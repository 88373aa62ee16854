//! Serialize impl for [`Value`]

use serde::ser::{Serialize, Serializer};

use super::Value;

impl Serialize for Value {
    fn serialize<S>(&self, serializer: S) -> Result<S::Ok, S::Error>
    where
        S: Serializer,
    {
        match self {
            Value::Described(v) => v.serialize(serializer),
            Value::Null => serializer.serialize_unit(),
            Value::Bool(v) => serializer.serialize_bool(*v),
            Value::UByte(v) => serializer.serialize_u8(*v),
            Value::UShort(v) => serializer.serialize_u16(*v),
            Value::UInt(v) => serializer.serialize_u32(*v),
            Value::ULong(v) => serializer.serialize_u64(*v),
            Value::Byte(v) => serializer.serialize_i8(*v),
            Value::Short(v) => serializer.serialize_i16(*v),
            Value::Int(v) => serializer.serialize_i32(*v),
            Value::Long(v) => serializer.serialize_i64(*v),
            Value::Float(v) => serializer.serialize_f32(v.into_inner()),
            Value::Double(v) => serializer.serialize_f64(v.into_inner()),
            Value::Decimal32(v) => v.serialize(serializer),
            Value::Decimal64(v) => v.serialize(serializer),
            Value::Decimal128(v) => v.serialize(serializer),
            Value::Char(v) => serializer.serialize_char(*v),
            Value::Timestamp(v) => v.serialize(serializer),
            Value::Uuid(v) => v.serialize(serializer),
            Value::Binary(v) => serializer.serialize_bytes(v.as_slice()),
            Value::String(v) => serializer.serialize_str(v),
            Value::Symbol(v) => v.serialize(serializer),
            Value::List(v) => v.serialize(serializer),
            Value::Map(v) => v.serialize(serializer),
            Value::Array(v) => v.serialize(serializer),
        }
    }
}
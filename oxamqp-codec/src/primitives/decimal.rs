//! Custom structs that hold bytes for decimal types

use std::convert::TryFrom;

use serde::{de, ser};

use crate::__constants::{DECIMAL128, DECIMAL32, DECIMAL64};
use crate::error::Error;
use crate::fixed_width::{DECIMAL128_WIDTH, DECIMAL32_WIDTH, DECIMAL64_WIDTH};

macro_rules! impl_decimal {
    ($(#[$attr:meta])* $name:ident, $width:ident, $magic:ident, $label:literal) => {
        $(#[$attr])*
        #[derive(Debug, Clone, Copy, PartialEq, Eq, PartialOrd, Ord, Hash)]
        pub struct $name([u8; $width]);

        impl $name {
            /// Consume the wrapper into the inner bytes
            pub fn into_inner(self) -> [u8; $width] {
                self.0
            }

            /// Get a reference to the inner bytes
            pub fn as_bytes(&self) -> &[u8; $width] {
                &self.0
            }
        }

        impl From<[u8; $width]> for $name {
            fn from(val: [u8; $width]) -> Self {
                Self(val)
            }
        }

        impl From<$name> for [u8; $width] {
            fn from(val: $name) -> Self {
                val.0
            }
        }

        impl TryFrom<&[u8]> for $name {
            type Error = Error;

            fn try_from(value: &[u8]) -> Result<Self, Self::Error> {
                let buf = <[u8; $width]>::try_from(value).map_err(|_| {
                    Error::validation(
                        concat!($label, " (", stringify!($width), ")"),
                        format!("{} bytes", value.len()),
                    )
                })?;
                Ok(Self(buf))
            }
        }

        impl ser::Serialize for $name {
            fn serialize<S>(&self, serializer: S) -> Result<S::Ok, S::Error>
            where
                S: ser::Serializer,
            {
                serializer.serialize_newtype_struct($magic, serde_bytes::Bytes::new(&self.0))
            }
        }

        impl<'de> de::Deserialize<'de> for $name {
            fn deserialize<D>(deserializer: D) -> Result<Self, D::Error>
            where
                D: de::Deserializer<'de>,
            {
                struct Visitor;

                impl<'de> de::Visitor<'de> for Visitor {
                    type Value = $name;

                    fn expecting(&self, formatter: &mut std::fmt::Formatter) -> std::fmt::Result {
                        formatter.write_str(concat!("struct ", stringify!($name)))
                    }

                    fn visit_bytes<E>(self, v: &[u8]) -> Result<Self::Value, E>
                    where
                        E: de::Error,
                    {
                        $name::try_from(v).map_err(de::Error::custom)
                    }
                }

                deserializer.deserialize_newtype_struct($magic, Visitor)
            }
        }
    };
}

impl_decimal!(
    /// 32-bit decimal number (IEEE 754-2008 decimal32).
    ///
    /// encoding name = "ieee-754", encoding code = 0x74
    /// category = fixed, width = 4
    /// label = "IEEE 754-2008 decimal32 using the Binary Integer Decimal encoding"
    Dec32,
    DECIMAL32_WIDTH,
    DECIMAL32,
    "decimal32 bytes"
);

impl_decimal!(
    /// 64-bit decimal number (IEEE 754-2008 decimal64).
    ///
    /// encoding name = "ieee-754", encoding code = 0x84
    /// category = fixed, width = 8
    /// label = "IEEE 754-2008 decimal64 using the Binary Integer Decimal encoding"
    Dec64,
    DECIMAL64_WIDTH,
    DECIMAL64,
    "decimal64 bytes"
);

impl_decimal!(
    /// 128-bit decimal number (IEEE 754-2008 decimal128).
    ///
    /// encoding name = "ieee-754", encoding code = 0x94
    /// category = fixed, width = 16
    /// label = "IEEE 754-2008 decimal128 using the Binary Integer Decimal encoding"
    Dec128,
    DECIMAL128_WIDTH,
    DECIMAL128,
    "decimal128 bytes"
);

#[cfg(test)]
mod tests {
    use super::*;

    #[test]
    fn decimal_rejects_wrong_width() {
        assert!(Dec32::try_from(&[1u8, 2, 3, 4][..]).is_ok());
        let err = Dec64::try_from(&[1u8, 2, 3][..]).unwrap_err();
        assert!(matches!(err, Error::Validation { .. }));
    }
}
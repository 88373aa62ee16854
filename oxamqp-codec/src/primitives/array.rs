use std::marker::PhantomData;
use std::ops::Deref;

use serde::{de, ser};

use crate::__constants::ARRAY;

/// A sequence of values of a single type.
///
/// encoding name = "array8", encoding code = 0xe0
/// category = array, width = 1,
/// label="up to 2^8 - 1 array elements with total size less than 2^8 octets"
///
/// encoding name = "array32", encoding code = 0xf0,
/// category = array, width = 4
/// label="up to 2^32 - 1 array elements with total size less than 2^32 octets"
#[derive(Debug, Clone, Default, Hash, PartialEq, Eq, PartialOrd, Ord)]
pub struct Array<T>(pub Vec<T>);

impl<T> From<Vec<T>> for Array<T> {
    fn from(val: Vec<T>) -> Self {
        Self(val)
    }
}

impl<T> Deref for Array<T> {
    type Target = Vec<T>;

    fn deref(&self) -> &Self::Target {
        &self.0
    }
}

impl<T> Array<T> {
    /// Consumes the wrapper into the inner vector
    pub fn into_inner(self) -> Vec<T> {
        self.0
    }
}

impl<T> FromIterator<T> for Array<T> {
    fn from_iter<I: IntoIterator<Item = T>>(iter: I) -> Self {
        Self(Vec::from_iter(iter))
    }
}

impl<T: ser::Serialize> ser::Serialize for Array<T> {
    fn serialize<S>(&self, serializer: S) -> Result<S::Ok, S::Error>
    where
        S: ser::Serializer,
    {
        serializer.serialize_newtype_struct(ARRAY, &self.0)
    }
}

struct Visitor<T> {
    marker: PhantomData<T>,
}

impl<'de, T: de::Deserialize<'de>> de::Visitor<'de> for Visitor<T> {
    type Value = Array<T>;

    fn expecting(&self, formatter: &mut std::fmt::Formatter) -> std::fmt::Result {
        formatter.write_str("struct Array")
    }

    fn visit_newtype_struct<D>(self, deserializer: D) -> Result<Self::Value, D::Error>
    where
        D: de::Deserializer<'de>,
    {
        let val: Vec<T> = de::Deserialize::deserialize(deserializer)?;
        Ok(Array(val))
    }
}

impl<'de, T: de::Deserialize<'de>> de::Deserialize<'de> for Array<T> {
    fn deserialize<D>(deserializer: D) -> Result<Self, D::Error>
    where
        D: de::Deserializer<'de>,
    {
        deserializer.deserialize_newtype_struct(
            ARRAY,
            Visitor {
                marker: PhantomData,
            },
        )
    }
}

Directions for this task: Each line of the entries above that contains "Clone" must be copied into the answer.

Written answer:
        #[derive(Debug, Clone, Copy, PartialEq, Eq, PartialOrd, Ord, Hash)]
#[derive(Debug, Clone, Default, Hash, PartialEq, Eq, PartialOrd, Ord)]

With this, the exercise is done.